▶ Try it:
Wherever a line in the records below contains "BenchmarkConfig", copy that line.

▶ Dataset entries:
* * * * *
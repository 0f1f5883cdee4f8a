//! Noise-schedule construction for the reverse process.

use md_types::ScheduleError;
use ndarray::Array1;

/// The fixed variance schedule driving the reverse process.
///
/// `beta[t]` is linearly spaced in `[beta_min, beta_max]`; `alpha_bar[t]` is
/// the running product of `1 - beta[0..=t]`; the per-step noise scale is
/// `sigma[t] = sqrt(1 - alpha_bar[t])`. Built once, immutable, and shared
/// read-only across all steps and trials.
#[derive(Debug, Clone, PartialEq)]
pub struct NoiseSchedule {
    betas: Array1<f64>,
    sigmas: Array1<f64>,
}

impl NoiseSchedule {
    /// Build and validate a schedule of `steps` entries.
    pub fn build(steps: usize, beta_min: f64, beta_max: f64) -> Result<Self, ScheduleError> {
        if steps < 2 {
            return Err(ScheduleError::TooFewSteps { steps });
        }
        if !(beta_min > 0.0 && beta_min < beta_max && beta_max < 1.0) {
            return Err(ScheduleError::InvalidBetaBounds { beta_min, beta_max });
        }

        let denom = (steps - 1) as f64;
        let betas =
            Array1::from_shape_fn(steps, |t| beta_min + (beta_max - beta_min) * t as f64 / denom);

        let mut sigmas = Array1::zeros(steps);
        let mut alpha_bar = 1.0;
        for t in 0..steps {
            alpha_bar *= 1.0 - betas[t];
            sigmas[t] = (1.0 - alpha_bar).sqrt();
        }

        let schedule = Self { betas, sigmas };
        schedule.check()?;
        Ok(schedule)
    }

    /// The sigma invariants follow from the beta bounds in exact arithmetic,
    /// but the sampler relies on them, so they are checked rather than
    /// assumed.
    fn check(&self) -> Result<(), ScheduleError> {
        for (t, &sigma) in self.sigmas.iter().enumerate() {
            if !sigma.is_finite() || !(0.0..1.0).contains(&sigma) {
                return Err(ScheduleError::Validation {
                    message: format!("sigma[{t}] = {sigma} is outside [0, 1)"),
                });
            }
            if t > 0 && sigma < self.sigmas[t - 1] {
                return Err(ScheduleError::Validation {
                    message: format!(
                        "sigma[{t}] = {sigma} decreases below sigma[{}] = {}",
                        t - 1,
                        self.sigmas[t - 1]
                    ),
                });
            }
        }
        Ok(())
    }

    pub fn len(&self) -> usize {
        self.sigmas.len()
    }

    pub fn is_empty(&self) -> bool {
        self.sigmas.is_empty()
    }

    pub fn beta(&self, t: usize) -> f64 {
        self.betas[t]
    }

    pub fn sigma(&self, t: usize) -> f64 {
        self.sigmas[t]
    }
}
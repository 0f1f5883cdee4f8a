use anyhow::Context;
use md_bench::{run_benchmark, write_mean_trajectory_csv, write_result_json, BenchmarkConfig};
use tracing::info;
use tracing_subscriber::EnvFilter;

fn main() -> anyhow::Result<()> {
    tracing_subscriber::fmt()
        .with_env_filter(EnvFilter::try_from_default_env().unwrap_or_else(|_| EnvFilter::new("info")))
        .init();

    let config_path = std::env::args()
        .nth(1)
        .or_else(|| std::env::var("MD_BENCH_CONFIG").ok())
        .unwrap_or_else(|| "bench.json".to_string());

    let raw = std::fs::read_to_string(&config_path)
        .with_context(|| format!("failed to read config {config_path}"))?;
    let config: BenchmarkConfig =
        serde_json::from_str(&raw).with_context(|| format!("failed to parse config {config_path}"))?;

    let result = run_benchmark(&config)?;
    let csv_path = write_mean_trajectory_csv(&result, &config.output_dir)?;
    let json_path = write_result_json(&result, &config.output_dir)?;

    info!(
        objective = %result.objective,
        mean_final_best = ?result.mean_final_best_reward(),
        csv = %csv_path.display(),
        json = %json_path.display(),
        "benchmark complete"
    );
    Ok(())
}
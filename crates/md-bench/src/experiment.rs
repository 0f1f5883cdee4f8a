//! Multi-seed benchmark experiments.
//!
//! A benchmark repeats the same optimizer configuration over consecutive
//! seeds and averages the per-seed trajectories into a single curve. Trials
//! are independent and run in parallel; each one is individually
//! deterministic.

use std::path::PathBuf;

use md_optimizer::DiffusionOptimizer;
use md_types::{BenchmarkResult, DiffusionConfig, MdError, MdResult, RunTrace, TrajectoryPoint};
use rayon::prelude::*;
use serde::{Deserialize, Serialize};
use tracing::info;

use crate::objectives;

/// Configuration for a multi-trial benchmark run.
#[derive(Debug, Clone, PartialEq, Serialize, Deserialize)]
pub struct BenchmarkConfig {
    /// Objective name: "sphere", "ackley", "rastrigin", or "levy".
    pub objective: String,

    /// Number of repeated trials; trial `i` runs with seed `seed + i`.
    pub trials: usize,

    /// Optimizer configuration shared by every trial (its `seed` is the
    /// base seed).
    pub diffusion: DiffusionConfig,

    /// Directory where result files are written.
    pub output_dir: PathBuf,
}

impl BenchmarkConfig {
    pub fn new(objective: &str, dim: usize) -> Self {
        Self {
            objective: objective.to_string(),
            trials: 6,
            diffusion: DiffusionConfig::new(dim),
            output_dir: PathBuf::from("results"),
        }
    }

    pub fn with_trials(mut self, trials: usize) -> Self {
        self.trials = trials;
        self
    }

    pub fn with_diffusion(mut self, diffusion: DiffusionConfig) -> Self {
        self.diffusion = diffusion;
        self
    }

    pub fn with_output_dir(mut self, dir: impl Into<PathBuf>) -> Self {
        self.output_dir = dir.into();
        self
    }

    pub fn validate(&self) -> MdResult<()> {
        if self.trials == 0 {
            return Err(MdError::Config("trials must be at least 1".to_string()));
        }
        if objectives::by_name(&self.objective).is_none() {
            return Err(MdError::Config(format!(
                "unknown objective '{}'",
                self.objective
            )));
        }
        self.diffusion.validate()?;
        Ok(())
    }
}

/// Run every trial and average the trajectories.
pub fn run_benchmark(config: &BenchmarkConfig) -> MdResult<BenchmarkResult> {
    config.validate()?;
    let objective = objectives::by_name(&config.objective)
        .ok_or_else(|| MdError::Config(format!("unknown objective '{}'", config.objective)))?;

    info!(
        objective = %config.objective,
        trials = config.trials,
        dim = config.diffusion.dim,
        "starting benchmark"
    );

    let traces: Vec<RunTrace> = (0..config.trials as u64)
        .into_par_iter()
        .map(|i| -> MdResult<RunTrace> {
            let trial = config
                .diffusion
                .clone()
                .with_seed(config.diffusion.seed + i);
            DiffusionOptimizer::new(trial)?.run(objective.as_ref())
        })
        .collect::<MdResult<Vec<_>>>()?;

    let mean_trajectory = average_trajectories(&traces);
    let result = BenchmarkResult::new(
        config.objective.clone(),
        config.diffusion.clone(),
        traces,
        mean_trajectory,
    );

    info!(
        run_id = %result.id,
        mean_final_best = ?result.mean_final_best_reward(),
        "benchmark finished"
    );
    Ok(result)
}

/// Element-wise mean across trial trajectories. Every trial runs the same
/// step count and population size, so the evaluation grid is shared.
fn average_trajectories(traces: &[RunTrace]) -> Vec<TrajectoryPoint> {
    let Some(first) = traces.first() else {
        return Vec::new();
    };
    (0..first.len())
        .map(|k| {
            let sum: f64 = traces.iter().map(|t| t.points[k].best_reward).sum();
            TrajectoryPoint {
                evaluations: first.points[k].evaluations,
                best_reward: sum / traces.len() as f64,
            }
        })
        .collect()
}

#[cfg(test)]
mod tests {
    use super::*;

    fn small_config() -> BenchmarkConfig {
        BenchmarkConfig::new("sphere", 2)
            .with_trials(3)
            .with_diffusion(DiffusionConfig::new(2).with_samples(8).with_steps(6))
    }

    #[test]
    fn averaging_is_positional() {
        let mut a = RunTrace::new(0);
        a.push(8, -4.0);
        a.push(16, -2.0);
        let mut b = RunTrace::new(1);
        b.push(8, -2.0);
        b.push(16, -1.0);

        let mean = average_trajectories(&[a, b]);
        assert_eq!(mean.len(), 2);
        assert_eq!(mean[0].evaluations, 8);
        assert_eq!(mean[0].best_reward, -3.0);
        assert_eq!(mean[1].best_reward, -1.5);
    }

    #[test]
    fn averaging_empty_input_is_empty() {
        assert!(average_trajectories(&[]).is_empty());
    }

    #[test]
    fn benchmark_runs_all_trials_on_a_shared_grid() {
        let result = run_benchmark(&small_config()).unwrap();

        assert_eq!(result.trials.len(), 3);
        assert_eq!(result.mean_trajectory.len(), 5);
        for trace in &result.trials {
            assert_eq!(trace.len(), 5);
        }
        // Consecutive seeds from the base seed.
        assert_eq!(result.trials[0].seed, 0);
        assert_eq!(result.trials[1].seed, 1);
        assert_eq!(result.trials[2].seed, 2);
    }

    #[test]
    fn benchmark_is_reproducible() {
        let config = small_config();
        let first = run_benchmark(&config).unwrap();
        let second = run_benchmark(&config).unwrap();

        assert_eq!(first.mean_trajectory, second.mean_trajectory);
    }

    #[test]
    fn unknown_objective_is_rejected() {
        let config = BenchmarkConfig::new("rosenbrock", 2);
        assert!(matches!(config.validate(), Err(MdError::Config(_))));
    }

    #[test]
    fn zero_trials_is_rejected() {
        let config = small_config().with_trials(0);
        assert!(config.validate().is_err());
    }
}
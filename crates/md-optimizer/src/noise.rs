//! Deterministic noise generation for the reverse process.

use ndarray::Array2;
use rand::SeedableRng;
use rand_chacha::ChaCha8Rng;
use rand_distr::{Distribution, StandardNormal};

/// Seeded source of standard-normal draws.
///
/// Drawing consumes the source and returns its successor alongside the
/// samples, so one step's randomness can never be reused by the next and
/// replaying a seed reproduces every draw exactly.
#[derive(Debug, Clone)]
pub struct NoiseSource {
    rng: ChaCha8Rng,
}

impl NoiseSource {
    pub fn from_seed(seed: u64) -> Self {
        Self {
            rng: ChaCha8Rng::seed_from_u64(seed),
        }
    }

    /// Draw an `[n, d]` matrix of independent standard-normal samples.
    pub fn standard_normal(mut self, n: usize, d: usize) -> (Self, Array2<f64>) {
        let mut draws = Array2::zeros((n, d));
        for i in 0..n {
            for k in 0..d {
                draws[[i, k]] = StandardNormal.sample(&mut self.rng);
            }
        }
        (self, draws)
    }
}

#[cfg(test)]
mod tests {
    use super::*;

    #[test]
    fn same_seed_reproduces_draws() {
        let (_, a) = NoiseSource::from_seed(7).standard_normal(4, 3);
        let (_, b) = NoiseSource::from_seed(7).standard_normal(4, 3);
        assert_eq!(a, b);
    }

    #[test]
    fn different_seeds_differ() {
        let (_, a) = NoiseSource::from_seed(0).standard_normal(4, 3);
        let (_, b) = NoiseSource::from_seed(1).standard_normal(4, 3);
        assert_ne!(a, b);
    }

    #[test]
    fn successive_draws_are_independent() {
        let source = NoiseSource::from_seed(0);
        let (source, first) = source.standard_normal(4, 3);
        let (_, second) = source.standard_normal(4, 3);
        assert_ne!(first, second);
    }

    #[test]
    fn draw_shape_matches_request() {
        let (_, draws) = NoiseSource::from_seed(0).standard_normal(64, 800);
        assert_eq!(draws.dim(), (64, 800));
        assert!(draws.iter().all(|x| x.is_finite()));
    }
}
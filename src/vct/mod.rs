mod attribute;
mod decode;
mod feature;
mod file;
mod header;
mod lexer;
mod metadata;
mod reader;
mod store;
mod writer;

pub use feature::VctFeature;
pub use file::VctFile;
pub use metadata::VctMetadata;
pub use store::{EditOutcome, FeatureStore};
//! Point, Line and Polygon sections.
//!
//! Every record starts with the feature id and two classification lines
//! (feature code and graphic code) that are not retained.

use geo_types::{Coord, LineString, MultiLineString, MultiPoint, MultiPolygon, Point, Polygon};

use crate::error::{Result, VctError};
use crate::geometry::Geometry;
use crate::types::GeometryKind;

use super::lexer::{LineCursor, Section, parse_coord, parse_count};
use super::reader::ReadState;

/// Point feature type of a point cluster.
pub(crate) const POINT_CLUSTER: i64 = 4;
/// Line feature type of lines given by direct coordinates.
pub(crate) const DIRECT_COORDINATES: i64 = 1;
/// Line type of a polyline part.
pub(crate) const POLYLINE: i64 = 11;
/// Polygon feature type of polygons given by their boundary rings.
pub(crate) const POLYGON_BY_RINGS: i64 = 1;
/// Shape code of a main polygon ring.
pub(crate) const POLYGON_RING: i64 = 11;

fn read_record_head(cursor: &mut LineCursor<'_, '_>) -> Result<(i64, i64)> {
    let id = cursor.next_int()?;
    // feature code and graphic code
    cursor.next_line()?;
    cursor.next_line()?;
    let feature_type = cursor.next_int()?;
    Ok((id, feature_type))
}

fn read_coords(cursor: &mut LineCursor<'_, '_>, count: usize) -> Result<Vec<Coord<f64>>> {
    (0..count)
        .map(|_| cursor.next_coord().map(Coord::from))
        .collect()
}

pub(crate) fn read_points(section: &Section<'_>, state: &mut ReadState) -> Result<()> {
    let mut cursor = LineCursor::new(section);
    while cursor.skip_blank() {
        let (id, feature_type) = read_record_head(&mut cursor)?;
        let points: Vec<Point<f64>> = if feature_type == POINT_CLUSTER {
            let count = cursor.next_count()?;
            read_coords(&mut cursor, count)?
                .into_iter()
                .map(Point)
                .collect()
        } else {
            vec![Point::from(cursor.next_coord()?)]
        };
        cursor.end_record()?;

        state.insert_feature(
            id,
            GeometryKind::Point,
            Some(Geometry::Points(MultiPoint(points))),
        );
    }
    Ok(())
}

pub(crate) fn read_lines(section: &Section<'_>, state: &mut ReadState) -> Result<()> {
    let mut cursor = LineCursor::new(section);
    while cursor.skip_blank() {
        let (id, feature_type) = read_record_head(&mut cursor)?;
        let mut parts = Vec::new();

        if feature_type == DIRECT_COORDINATES {
            let count = cursor.next_count()?;
            let mut supported = true;
            for _ in 0..count {
                let line_type = cursor.next_int()?;
                if line_type != POLYLINE {
                    log::debug!("feature {id}: line type {line_type} is not supported");
                    supported = false;
                    break;
                }
                let point_count = cursor.next_count()?;
                parts.push(LineString::new(read_coords(&mut cursor, point_count)?));
            }
            if supported {
                cursor.end_record()?;
            } else {
                cursor.skip_record()?;
            }
        } else {
            log::debug!("feature {id}: line feature type {feature_type} is not supported");
            cursor.skip_record()?;
        }

        state.insert_feature(
            id,
            GeometryKind::Line,
            Some(Geometry::Lines(MultiLineString(parts))),
        );
    }
    Ok(())
}

fn close_polygon(polygons: &mut Vec<Polygon<f64>>, rings: Option<Vec<LineString<f64>>>) {
    if let Some(rings) = rings {
        let mut rings = rings.into_iter();
        let exterior = rings.next().unwrap_or_else(|| LineString::new(Vec::new()));
        polygons.push(Polygon::new(exterior, rings.collect()));
    }
}

/// A polygon record lists `count` rings, each announced by a shape line.
///
/// A main ring is a shape code line followed by a point count line. A
/// subordinate ring is announced by its point count directly, so its next
/// line is already a coordinate; it becomes another ring of the polygon
/// opened by the last main ring and does not count against `count`. The
/// record ends with a `0` shape line.
pub(crate) fn read_polygons(section: &Section<'_>, state: &mut ReadState) -> Result<()> {
    let mut cursor = LineCursor::new(section);
    while cursor.skip_blank() {
        let (id, feature_type) = read_record_head(&mut cursor)?;
        // label point, not retained
        cursor.next_coord()?;

        if feature_type != POLYGON_BY_RINGS {
            log::debug!("feature {id}: polygon feature type {feature_type} is not supported");
            cursor.skip_record()?;
            state.insert_feature(id, GeometryKind::Polygon, None);
            continue;
        }

        let mut ring_count = cursor.next_count()?;
        let mut polygons = Vec::new();
        let mut current: Option<Vec<LineString<f64>>> = None;
        let mut terminated = false;
        let mut supported = true;
        let mut read = 0;

        while read <= ring_count {
            let Some(next) = cursor.peek_line() else {
                break;
            };
            if next.is_empty() {
                break;
            }
            let shape = cursor.next_int()?;
            if shape == 0 {
                terminated = true;
                break;
            }

            let line = cursor.next_line()?;
            let line_number = cursor.line_number();
            if line.contains(',') {
                let Some(rings) = current.as_mut() else {
                    log::debug!("feature {id}: subordinate ring without a main ring");
                    supported = false;
                    break;
                };
                let count = usize::try_from(shape).map_err(|_| VctError::InvalidNumber {
                    line: line_number - 1,
                    value: shape.to_string(),
                })?;
                let mut coords = vec![Coord::from(parse_coord(line, line_number)?)];
                coords.extend(read_coords(&mut cursor, count.saturating_sub(1))?);
                rings.push(LineString::new(coords));
                ring_count += 1;
            } else {
                close_polygon(&mut polygons, current.take());
                if shape != POLYGON_RING {
                    log::debug!("feature {id}: polygon shape {shape} is not supported");
                    supported = false;
                    break;
                }
                let count = parse_count(line, line_number)?;
                current = Some(vec![LineString::new(read_coords(&mut cursor, count)?)]);
            }
            read += 1;
        }
        close_polygon(&mut polygons, current.take());

        if !supported {
            cursor.skip_record()?;
        } else if terminated {
            cursor.consume_separator();
        } else {
            return Err(VctError::UnterminatedRecord {
                section: cursor.section_name(),
                id,
            });
        }

        state.insert_feature(
            id,
            GeometryKind::Polygon,
            Some(Geometry::Polygons(MultiPolygon(polygons))),
        );
    }
    Ok(())
}

/// Solid, Aggregation, Annotation, Topology and Style sections are skipped.
pub(crate) fn skip_section(section: &Section<'_>, _state: &mut ReadState) -> Result<()> {
    log::debug!(
        "skipping {} section ({} lines)",
        section.kind.name(),
        section.lines.len()
    );
    Ok(())
}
* * * * *
▶ Task solution:
use md_bench::{run_benchmark, write_mean_trajectory_csv, write_result_json, BenchmarkConfig};
    let config: BenchmarkConfig =
pub struct BenchmarkConfig {
impl BenchmarkConfig {
pub fn run_benchmark(config: &BenchmarkConfig) -> MdResult<BenchmarkResult> {
    fn small_config() -> BenchmarkConfig {
        BenchmarkConfig::new("sphere", 2)
        let config = BenchmarkConfig::new("rosenbrock", 2);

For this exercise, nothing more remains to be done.